[Saved entries]
***
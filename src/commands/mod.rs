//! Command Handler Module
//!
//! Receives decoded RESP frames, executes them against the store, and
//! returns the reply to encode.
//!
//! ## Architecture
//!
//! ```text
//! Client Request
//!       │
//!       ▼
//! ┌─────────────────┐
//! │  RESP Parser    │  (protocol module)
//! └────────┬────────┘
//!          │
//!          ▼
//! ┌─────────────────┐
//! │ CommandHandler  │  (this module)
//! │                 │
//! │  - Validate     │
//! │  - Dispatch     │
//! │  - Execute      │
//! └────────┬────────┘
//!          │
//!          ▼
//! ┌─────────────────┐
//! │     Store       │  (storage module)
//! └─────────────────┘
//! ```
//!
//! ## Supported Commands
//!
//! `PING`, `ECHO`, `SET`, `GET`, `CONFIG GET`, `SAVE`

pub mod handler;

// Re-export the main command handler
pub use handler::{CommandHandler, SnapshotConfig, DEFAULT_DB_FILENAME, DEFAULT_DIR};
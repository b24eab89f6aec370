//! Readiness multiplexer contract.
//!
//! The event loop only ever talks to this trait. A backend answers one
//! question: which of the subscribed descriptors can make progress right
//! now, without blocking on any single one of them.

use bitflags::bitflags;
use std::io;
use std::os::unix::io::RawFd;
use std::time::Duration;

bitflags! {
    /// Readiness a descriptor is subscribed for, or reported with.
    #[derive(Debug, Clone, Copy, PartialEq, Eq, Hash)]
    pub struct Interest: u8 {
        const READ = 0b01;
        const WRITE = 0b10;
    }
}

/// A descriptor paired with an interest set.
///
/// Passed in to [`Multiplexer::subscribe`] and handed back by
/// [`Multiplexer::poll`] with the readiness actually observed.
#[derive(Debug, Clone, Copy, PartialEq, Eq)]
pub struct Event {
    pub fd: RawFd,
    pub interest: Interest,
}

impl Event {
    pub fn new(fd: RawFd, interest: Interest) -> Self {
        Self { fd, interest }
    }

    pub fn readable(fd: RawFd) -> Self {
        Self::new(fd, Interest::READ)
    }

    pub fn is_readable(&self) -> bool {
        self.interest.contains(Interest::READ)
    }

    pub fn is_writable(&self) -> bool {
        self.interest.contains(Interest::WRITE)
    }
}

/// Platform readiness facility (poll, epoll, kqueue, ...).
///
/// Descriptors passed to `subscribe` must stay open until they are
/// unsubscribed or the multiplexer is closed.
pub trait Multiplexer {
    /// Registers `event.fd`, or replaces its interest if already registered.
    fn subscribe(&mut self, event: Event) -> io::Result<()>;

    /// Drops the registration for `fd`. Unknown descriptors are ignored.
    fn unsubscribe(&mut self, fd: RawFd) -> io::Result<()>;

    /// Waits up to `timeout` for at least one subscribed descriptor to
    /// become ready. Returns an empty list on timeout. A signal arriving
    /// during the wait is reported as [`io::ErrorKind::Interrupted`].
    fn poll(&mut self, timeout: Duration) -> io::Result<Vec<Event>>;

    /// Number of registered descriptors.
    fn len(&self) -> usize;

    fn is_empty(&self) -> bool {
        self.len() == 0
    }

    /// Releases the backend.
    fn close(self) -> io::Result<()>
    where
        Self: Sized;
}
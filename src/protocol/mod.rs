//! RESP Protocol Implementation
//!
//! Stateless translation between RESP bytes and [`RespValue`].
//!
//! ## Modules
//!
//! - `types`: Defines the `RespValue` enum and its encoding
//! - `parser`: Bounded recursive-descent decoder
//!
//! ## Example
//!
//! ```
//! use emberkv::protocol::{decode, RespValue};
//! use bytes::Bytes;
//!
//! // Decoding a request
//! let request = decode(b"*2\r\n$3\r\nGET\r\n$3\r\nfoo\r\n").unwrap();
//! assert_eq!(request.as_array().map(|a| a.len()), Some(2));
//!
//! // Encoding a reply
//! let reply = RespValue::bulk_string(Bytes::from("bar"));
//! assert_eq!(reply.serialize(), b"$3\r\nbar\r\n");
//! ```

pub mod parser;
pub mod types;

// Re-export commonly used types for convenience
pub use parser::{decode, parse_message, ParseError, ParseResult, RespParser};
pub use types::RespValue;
***
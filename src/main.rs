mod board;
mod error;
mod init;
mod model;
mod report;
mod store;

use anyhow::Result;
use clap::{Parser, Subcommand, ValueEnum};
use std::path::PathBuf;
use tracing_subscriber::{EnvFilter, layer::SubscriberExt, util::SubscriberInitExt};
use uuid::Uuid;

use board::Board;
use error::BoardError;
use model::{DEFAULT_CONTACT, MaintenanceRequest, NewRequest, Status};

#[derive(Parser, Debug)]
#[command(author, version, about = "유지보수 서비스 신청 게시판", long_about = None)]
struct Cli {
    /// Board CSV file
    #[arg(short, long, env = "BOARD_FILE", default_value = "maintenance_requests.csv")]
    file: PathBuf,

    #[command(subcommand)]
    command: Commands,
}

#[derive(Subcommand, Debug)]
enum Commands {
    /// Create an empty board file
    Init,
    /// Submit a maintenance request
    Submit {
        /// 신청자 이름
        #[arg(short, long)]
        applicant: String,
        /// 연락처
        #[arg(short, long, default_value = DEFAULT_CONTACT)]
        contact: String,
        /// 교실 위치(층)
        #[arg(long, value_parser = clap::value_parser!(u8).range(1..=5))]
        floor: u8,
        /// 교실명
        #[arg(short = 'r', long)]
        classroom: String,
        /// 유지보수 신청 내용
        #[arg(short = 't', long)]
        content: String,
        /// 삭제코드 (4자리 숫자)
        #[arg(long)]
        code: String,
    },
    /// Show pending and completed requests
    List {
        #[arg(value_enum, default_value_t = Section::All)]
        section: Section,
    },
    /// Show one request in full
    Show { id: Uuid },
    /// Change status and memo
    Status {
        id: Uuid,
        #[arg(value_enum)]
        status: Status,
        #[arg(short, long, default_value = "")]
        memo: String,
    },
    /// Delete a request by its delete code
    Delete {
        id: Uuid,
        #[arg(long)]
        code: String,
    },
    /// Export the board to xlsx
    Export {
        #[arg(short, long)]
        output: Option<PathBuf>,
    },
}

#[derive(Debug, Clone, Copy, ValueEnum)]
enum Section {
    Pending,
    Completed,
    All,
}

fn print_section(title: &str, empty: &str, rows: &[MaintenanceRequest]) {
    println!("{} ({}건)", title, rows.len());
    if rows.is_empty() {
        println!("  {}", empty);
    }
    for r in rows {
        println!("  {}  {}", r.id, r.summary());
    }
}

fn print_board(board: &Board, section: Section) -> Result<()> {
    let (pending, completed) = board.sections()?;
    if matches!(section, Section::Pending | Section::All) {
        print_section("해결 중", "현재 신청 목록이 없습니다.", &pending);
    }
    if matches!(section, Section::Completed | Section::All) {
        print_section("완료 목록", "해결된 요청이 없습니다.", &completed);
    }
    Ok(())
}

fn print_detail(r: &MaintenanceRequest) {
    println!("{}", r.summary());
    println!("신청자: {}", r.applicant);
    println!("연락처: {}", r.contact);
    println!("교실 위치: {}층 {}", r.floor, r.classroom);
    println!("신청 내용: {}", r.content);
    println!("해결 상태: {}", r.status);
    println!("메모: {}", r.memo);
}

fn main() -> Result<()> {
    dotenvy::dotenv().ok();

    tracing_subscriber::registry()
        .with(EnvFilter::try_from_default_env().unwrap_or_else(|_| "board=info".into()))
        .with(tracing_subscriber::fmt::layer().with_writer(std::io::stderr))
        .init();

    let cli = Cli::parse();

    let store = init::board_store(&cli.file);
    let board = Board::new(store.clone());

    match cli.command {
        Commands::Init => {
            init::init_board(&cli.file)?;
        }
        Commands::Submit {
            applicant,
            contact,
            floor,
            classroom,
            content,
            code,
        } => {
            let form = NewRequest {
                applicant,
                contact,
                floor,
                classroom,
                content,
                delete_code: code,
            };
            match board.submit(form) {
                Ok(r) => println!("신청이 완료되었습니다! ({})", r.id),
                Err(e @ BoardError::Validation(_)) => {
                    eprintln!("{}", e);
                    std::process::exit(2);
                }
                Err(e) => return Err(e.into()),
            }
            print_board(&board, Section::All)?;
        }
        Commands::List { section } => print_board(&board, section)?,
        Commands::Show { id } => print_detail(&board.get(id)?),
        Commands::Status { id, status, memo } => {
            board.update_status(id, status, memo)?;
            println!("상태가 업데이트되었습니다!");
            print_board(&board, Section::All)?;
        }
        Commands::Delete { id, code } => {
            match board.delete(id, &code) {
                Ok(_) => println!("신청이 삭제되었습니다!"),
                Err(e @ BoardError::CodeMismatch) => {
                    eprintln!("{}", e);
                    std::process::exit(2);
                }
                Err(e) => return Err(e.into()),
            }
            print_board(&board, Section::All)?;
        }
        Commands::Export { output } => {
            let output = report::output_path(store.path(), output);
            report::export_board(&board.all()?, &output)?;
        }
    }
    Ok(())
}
***
What this task involves — Reply with only the number of lines in the entries that hold the word "matches".

Your response — 2